Rubondo Island National Park is one of two Tanzanian national parks located on an island in Lake Victoria (the other being Saanane Island National Park). The Island is administered by jurisdiction by the Geita District of Geita Region, and as a National Park, the island management is under TANAPA. The island attracts a small number of visitors each year, mainly game fishermen and bird enthusiasts.

Geography 
Rubondo Island is located in the south-western corner of Lake Victoria, Tanzania. Rubondo Island is about  west of Mwanza. The main island, Rubondo (2o 18’ S, 31o 50’ E) is 237 km2 in size. The island protects another 11 islets, none much larger than 2 km2. These 10 islands form the Rubondo Island National Park covering an area of . Lake Victoria is 1,134 metres above sea level. The highest point on Rubondo is the Masa Hills in the far south, at an elevation of 1,486m (350m above the level of the lake). The main island measures 28 km from north to south and is 3–10 km wide. Rubondo Island is on a rift in the lake. Rubondo essentially consists of a partially submerged rift of four volcanically formed hills, linked by three flatter isthmuses. The island has no rivers and the soil is volcanic. The habitat is mixed evergreen and semideciduous forest, which covers about 80% of the island’s surface area with common species including Croton sylvaticus, Drypetes gerrardii, and Lecaniodiscus fraxinifolius, and often with a dense understory of lianas, or woody vines. The forest is interspersed with patches of open grassland and, all but restricted to the Lukaya area, acacia woodland. The eastern lakeshore is characterised by rocky areas and sandy beaches whilst the western shore supports extensive papyrus swamps, lined with date palms.

Climate 
There is a bimodal rainfall distribution, with peaks in December and April–May during the October–May rainy season. The annual temperature is 19–26 0C.

History 

Rubondo Island became a game reserve in 1965, to provide a sanctuary for animals. Rubondo Island was gazetted as a national park in 1977. Today Rubondo is uninhabited. Consequently, 80% of the island remains forested today. The 400 “fisher folk” of the Zinza tribe, who lived on the island and maintained banana plantations, were resettled on neighbouring islands and onto the mainland by the government in the late 1960s. Courts have passed sentences of six weeks imprisonment for unauthorised landings on the island and six months for attempted poaching.

Animal introductions 

Over a four-year period (1966–1969) Professor Bernhard Grzimek of the Frankfurt Zoological Society (FZS) released 17 chimpanzees  in four cohorts onto Rubondo Island. The first cohort of chimpanzees arrived in Dar es Salaam aboard the German African Line’s steamship Eibe Oldendorff on 17 June 1966 (Standard Newspaper Tanzania, 1966). The animals had no rehabilitation or pre-release training. The chimpanzees were all wild-born and purportedly of West African descent, although there are no records of specific country of origin for the majority of released individuals. The founder chimpanzees had spent varying periods, from 3.5 months to 9 years, in captivity in European zoos or circuses before their release. The chimpanzees after one year were able to find and eat wild foods and construct nests for sleeping, and have now reverted to an unhabituated state characteristic of wild chimpanzees. From 16 founders the population has now grown to around 40 individuals (estimate based on nest counts).

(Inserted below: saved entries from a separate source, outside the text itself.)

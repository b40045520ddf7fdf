//! Capability Exchange and Connection Finalization ([MS-RDPBCGR] 1.3.1.1).
//!
//! Split out of the main connector so the same sequence can drive both the
//! initial connection and the Deactivation-Reactivation sequence entered when
//! a Server Deactivate All PDU arrives mid-session.

use core::mem;

use ferrodp_core::WriteBuf;
use ferrodp_pdu::rdp::capability_sets::{self, CapabilitySet, ClientConfirmActive, DemandActive};
use ferrodp_pdu::rdp::headers::ShareControlPdu;

use crate::legacy::{self, SecurityState};
use crate::{Config, ConnectionFinalizationSequence, ConnectorResult, DesktopSize, Sequence, State, Written};

#[derive(Debug)]
pub struct ConnectionActivationSequence {
    pub state: ConnectionActivationState,
    config: Config,
}

impl ConnectionActivationSequence {
    pub fn new(config: Config, io_channel_id: u16, user_channel_id: u16, persistent_keys: Vec<u64>) -> Self {
        Self {
            state: ConnectionActivationState::CapabilitiesExchange {
                io_channel_id,
                user_channel_id,
                persistent_keys,
            },
            config,
        }
    }

    /// A fresh sequence over the same channel pair, for reactivation.
    #[must_use]
    pub fn reset(&self) -> Self {
        match &self.state {
            ConnectionActivationState::CapabilitiesExchange {
                io_channel_id,
                user_channel_id,
                ..
            }
            | ConnectionActivationState::ConnectionFinalization {
                io_channel_id,
                user_channel_id,
                ..
            }
            | ConnectionActivationState::Finalized {
                io_channel_id,
                user_channel_id,
                ..
            } => Self::new(self.config.clone(), *io_channel_id, *user_channel_id, Vec::new()),
            ConnectionActivationState::Consumed => Self::new(self.config.clone(), 0, 0, Vec::new()),
        }
    }

    pub fn state(&self) -> &ConnectionActivationState {
        &self.state
    }

    /// Runs one step with the session security context threaded through.
    pub fn step_with_security(
        &mut self,
        input: &[u8],
        output: &mut WriteBuf,
        security: &mut SecurityState,
    ) -> ConnectorResult<Written> {
        let (written, next_state) = match mem::take(&mut self.state) {
            ConnectionActivationState::Consumed | ConnectionActivationState::Finalized { .. } => {
                return Err(general_err!(
                    "connection activation sequence state is finalized or consumed (this is a bug)"
                ));
            }

            ConnectionActivationState::CapabilitiesExchange {
                io_channel_id,
                user_channel_id,
                persistent_keys,
            } => {
                debug!("Capabilities Exchange");

                let send_data_indication_ctx = legacy::decode_send_data_indication(input)?;
                let share_control_ctx = legacy::decode_share_control(send_data_indication_ctx, security)?;

                debug!(message = ?share_control_ctx.pdu.as_short_name(), "Received");

                if share_control_ctx.channel_id != io_channel_id {
                    warn!(
                        io_channel_id,
                        share_control_ctx.channel_id, "Unexpected channel ID for received Share Control PDU"
                    );
                }

                let capability_sets = match share_control_ctx.pdu {
                    ShareControlPdu::ServerDemandActive(server_demand_active) => {
                        server_demand_active.pdu.capability_sets
                    }
                    // A stray Deactivate All before the Demand Active simply
                    // restarts this state; anything else is out of sequence.
                    ShareControlPdu::ServerDeactivateAll(_) => {
                        debug!("Server Deactivate All while waiting for Demand Active");
                        self.state = ConnectionActivationState::CapabilitiesExchange {
                            io_channel_id,
                            user_channel_id,
                            persistent_keys,
                        };
                        return Ok(Written::Nothing);
                    }
                    _ => {
                        return Err(general_err!(
                            "unexpected Share Control PDU (expected Server Demand Active)",
                        ))
                    }
                };

                for capability_set in &capability_sets {
                    if let CapabilitySet::General(general) = capability_set {
                        if general.protocol_version != capability_sets::PROTOCOL_VER {
                            warn!(version = general.protocol_version, "Unexpected protocol version");
                        }
                        break;
                    }
                }

                // The server's Bitmap capability set carries the negotiated
                // desktop size; it wins over the requested one.
                let desktop_size = capability_sets
                    .iter()
                    .find_map(|capability_set| match capability_set {
                        CapabilitySet::Bitmap(bitmap) => Some(DesktopSize {
                            width: bitmap.desktop_width,
                            height: bitmap.desktop_height,
                        }),
                        _ => None,
                    })
                    .unwrap_or(self.config.desktop_size);

                let client_confirm_active = ShareControlPdu::ClientConfirmActive(create_client_confirm_active(
                    &self.config,
                    capability_sets,
                    desktop_size,
                ));

                debug!(message = ?client_confirm_active.as_short_name(), "Send");

                let written = legacy::encode_share_control(
                    user_channel_id,
                    io_channel_id,
                    share_control_ctx.share_id,
                    client_confirm_active,
                    security,
                    output,
                )?;

                (
                    Written::from_size(written)?,
                    ConnectionActivationState::ConnectionFinalization {
                        io_channel_id,
                        user_channel_id,
                        desktop_size,
                        connection_finalization: ConnectionFinalizationSequence::new(
                            io_channel_id,
                            user_channel_id,
                            share_control_ctx.share_id,
                            persistent_keys,
                        ),
                    },
                )
            }

            ConnectionActivationState::ConnectionFinalization {
                io_channel_id,
                user_channel_id,
                desktop_size,
                mut connection_finalization,
            } => {
                debug!("Connection Finalization");

                let share_id = connection_finalization.share_id;

                let written = connection_finalization.step_with_security(input, output, security)?;

                let next_state = if !connection_finalization.state.is_terminal() {
                    ConnectionActivationState::ConnectionFinalization {
                        io_channel_id,
                        user_channel_id,
                        desktop_size,
                        connection_finalization,
                    }
                } else {
                    ConnectionActivationState::Finalized {
                        io_channel_id,
                        user_channel_id,
                        desktop_size,
                        share_id,
                    }
                };

                (written, next_state)
            }
        };

        self.state = next_state;

        Ok(written)
    }
}

impl Sequence for ConnectionActivationSequence {
    fn next_pdu_hint(&self) -> Option<&dyn ferrodp_pdu::PduHint> {
        match &self.state {
            ConnectionActivationState::Consumed => None,
            ConnectionActivationState::Finalized { .. } => None,
            ConnectionActivationState::CapabilitiesExchange { .. } => Some(&ferrodp_pdu::X224_HINT),
            ConnectionActivationState::ConnectionFinalization {
                connection_finalization,
                ..
            } => connection_finalization.next_pdu_hint(),
        }
    }

    fn state(&self) -> &dyn State {
        &self.state
    }

    fn step(&mut self, input: &[u8], output: &mut WriteBuf) -> ConnectorResult<Written> {
        let mut security = None;
        self.step_with_security(input, output, &mut security)
    }
}

#[derive(Default, Debug)]
pub enum ConnectionActivationState {
    #[default]
    Consumed,
    CapabilitiesExchange {
        io_channel_id: u16,
        user_channel_id: u16,
        persistent_keys: Vec<u64>,
    },
    ConnectionFinalization {
        io_channel_id: u16,
        user_channel_id: u16,
        desktop_size: DesktopSize,
        connection_finalization: ConnectionFinalizationSequence,
    },
    Finalized {
        io_channel_id: u16,
        user_channel_id: u16,
        desktop_size: DesktopSize,
        share_id: u32,
    },
}

impl State for ConnectionActivationState {
    fn name(&self) -> &'static str {
        match self {
            ConnectionActivationState::Consumed => "Consumed",
            ConnectionActivationState::CapabilitiesExchange { .. } => "CapabilitiesExchange",
            ConnectionActivationState::ConnectionFinalization { .. } => "ConnectionFinalization",
            ConnectionActivationState::Finalized { .. } => "Finalized",
        }
    }

    fn is_terminal(&self) -> bool {
        matches!(self, ConnectionActivationState::Finalized { .. })
    }

    fn as_any(&self) -> &dyn core::any::Any {
        self
    }
}

const DEFAULT_POINTER_CACHE_SIZE: u16 = 32;

fn create_client_confirm_active(
    config: &Config,
    mut server_capability_sets: Vec<CapabilitySet>,
    desktop_size: DesktopSize,
) -> ClientConfirmActive {
    use ferrodp_pdu::gcc::KeyboardType;
    use ferrodp_pdu::rdp::capability_sets::{
        Bitmap, BitmapCache, BitmapCacheRev2, BitmapDrawingFlags, Brush, BrushSupportLevel, CacheDefinition,
        CacheEntry, CacheFlags, ControlCaps, Font, General, GeneralExtraFlags, GlyphCache, GlyphSupportLevel, Input,
        InputFlags, MultifragmentUpdate, OffscreenBitmapCache, Order, OrderFlags, OrderSupportExFlags,
        OrderSupportIndex, Pointer, Share, Sound, SoundFlags, VirtualChannel, VirtualChannelFlags, WindowActivation,
        BITMAP_CACHE_ENTRIES_NUM, GLYPH_CACHE_NUM, SERVER_CHANNEL_ID,
    };

    // The Multifragment Update set is echoed back; everything else is
    // replaced by the client's own capabilities.
    server_capability_sets.retain(|capability_set| matches!(capability_set, CapabilitySet::MultifragmentUpdate(_)));

    let mut order = Order::new(
        OrderFlags::NEGOTIATE_ORDER_SUPPORT | OrderFlags::ZERO_BOUNDS_DELTAS_SUPPORT | OrderFlags::COLOR_INDEX_SUPPORT,
        OrderSupportExFlags::empty(),
        0,
        0,
    );
    for index in [
        OrderSupportIndex::DstBlt,
        OrderSupportIndex::PatBlt,
        OrderSupportIndex::ScrBlt,
        OrderSupportIndex::MemBlt,
        OrderSupportIndex::Mem3Blt,
        OrderSupportIndex::OpaqueRect,
        OrderSupportIndex::LineTo,
        OrderSupportIndex::Polyline,
        OrderSupportIndex::MultiOpaqueRect,
        OrderSupportIndex::Index,
    ] {
        order.set_supported(index, true);
    }

    let bitmap_cache = if config.bitmap_cache.version >= 2 {
        CapabilitySet::BitmapCacheRev2(BitmapCacheRev2 {
            cache_flags: if config.bitmap_cache.persist_enabled {
                CacheFlags::PERSISTENT_KEYS_EXPECTED_FLAG | CacheFlags::ALLOW_CACHE_WAITING_LIST_FLAG
            } else {
                CacheFlags::ALLOW_CACHE_WAITING_LIST_FLAG
            },
            num_cell_caches: config
                .bitmap_cache
                .cell_info
                .iter()
                .filter(|cell| cell.num_entries > 0)
                .count() as u8,
            cache_cell_info: config.bitmap_cache.cell_info,
        })
    } else {
        CapabilitySet::BitmapCache(BitmapCache {
            caches: [
                CacheEntry {
                    entries: 600,
                    max_cell_size: 256,
                },
                CacheEntry {
                    entries: 300,
                    max_cell_size: 1024,
                },
                CacheEntry {
                    entries: 262,
                    max_cell_size: 4096,
                },
            ],
        })
    };

    server_capability_sets.extend_from_slice(&[
        CapabilitySet::General(General {
            major_platform_type: config.platform,
            extra_flags: GeneralExtraFlags::LONG_CREDENTIALS_SUPPORTED | GeneralExtraFlags::AUTORECONNECT_SUPPORTED,
            refresh_rect_support: true,
            suppress_output_support: true,
            ..Default::default()
        }),
        CapabilitySet::Bitmap(Bitmap {
            pref_bits_per_pix: config.color_depth as u16,
            desktop_width: desktop_size.width,
            desktop_height: desktop_size.height,
            desktop_resize_flag: true,
            drawing_flags: BitmapDrawingFlags::ALLOW_SKIP_ALPHA,
        }),
        CapabilitySet::Order(order),
        bitmap_cache,
        CapabilitySet::Control(ControlCaps),
        CapabilitySet::WindowActivation(WindowActivation),
        CapabilitySet::Pointer(Pointer {
            color_pointer_cache_size: DEFAULT_POINTER_CACHE_SIZE,
            pointer_cache_size: DEFAULT_POINTER_CACHE_SIZE,
        }),
        CapabilitySet::Share(Share::default()),
        CapabilitySet::Input(Input {
            input_flags: InputFlags::SCANCODES | InputFlags::MOUSEX | InputFlags::UNICODE,
            keyboard_layout: config.keyboard_layout,
            keyboard_type: Some(KeyboardType::IbmEnhanced),
            keyboard_subtype: config.keyboard_subtype,
            keyboard_function_key: config.keyboard_functional_keys_count,
            keyboard_ime_filename: config.ime_file_name.clone(),
        }),
        CapabilitySet::Font(Font::default()),
        CapabilitySet::Brush(Brush {
            support_level: BrushSupportLevel::Color8x8,
        }),
        CapabilitySet::GlyphCache(GlyphCache {
            glyph_cache: [CacheDefinition {
                entries: 254,
                max_cell_size: 4,
            }; GLYPH_CACHE_NUM],
            frag_cache: CacheDefinition {
                entries: 256,
                max_cell_size: 256,
            },
            glyph_support_level: GlyphSupportLevel::None,
        }),
        CapabilitySet::OffscreenBitmapCache(OffscreenBitmapCache {
            is_supported: true,
            cache_size: 7680,
            cache_entries: 2000,
        }),
        CapabilitySet::Sound(Sound {
            flags: SoundFlags::BEEPS,
        }),
        CapabilitySet::VirtualChannel(VirtualChannel {
            flags: VirtualChannelFlags::NO_COMPRESSION,
            chunk_size: None,
        }),
    ]);

    if !server_capability_sets
        .iter()
        .any(|capability_set| matches!(capability_set, CapabilitySet::MultifragmentUpdate(_)))
    {
        server_capability_sets.push(CapabilitySet::MultifragmentUpdate(MultifragmentUpdate {
            max_request_size: 8 * 1024 * 1024,
        }));
    }

    ClientConfirmActive {
        originator_id: SERVER_CHANNEL_ID,
        pdu: DemandActive {
            source_descriptor: "FERRODP".to_owned(),
            capability_sets: server_capability_sets,
        },
    }
}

In addition to chimpanzees, seven other species were introduced to the island: Roan antelope (Hippotragus equinus) and rhinoceros (Diceros bicornis) both now extinct, Suni antelope (Neotragus moschatus), elephants (Loxodonta africana), giraffes (Giraffa camelopardalis), black-and-white colobus monkeys (Colobus guereza), and grey parrots (Psittacus erithacus) confiscated from illegal trade.

Common native fauna include the vervet monkey (Chlorocebus aethiops), sitatunga (Tragelaphus spekei), hippopotamus, genet and bushbuck (Tragelaphus scriptus).

In October 2021, Prime Minister, Kassim Majaliwa visited the park and ordered TANAPA to cooperate with tourism stakeholders, for the marketing of the Rubondo Island to maximise the numbers of tourist in Geita region.

Transport 

Rubondo Island can be reached by park boat from two different locations. One option is the boat from Kasenda, a small village near Muganza in Chato District. The other option is the boat from Nkome in Geita District.
By airplane, Rubondo Airstrip can be reached with Auric Air or Coastal Aviation.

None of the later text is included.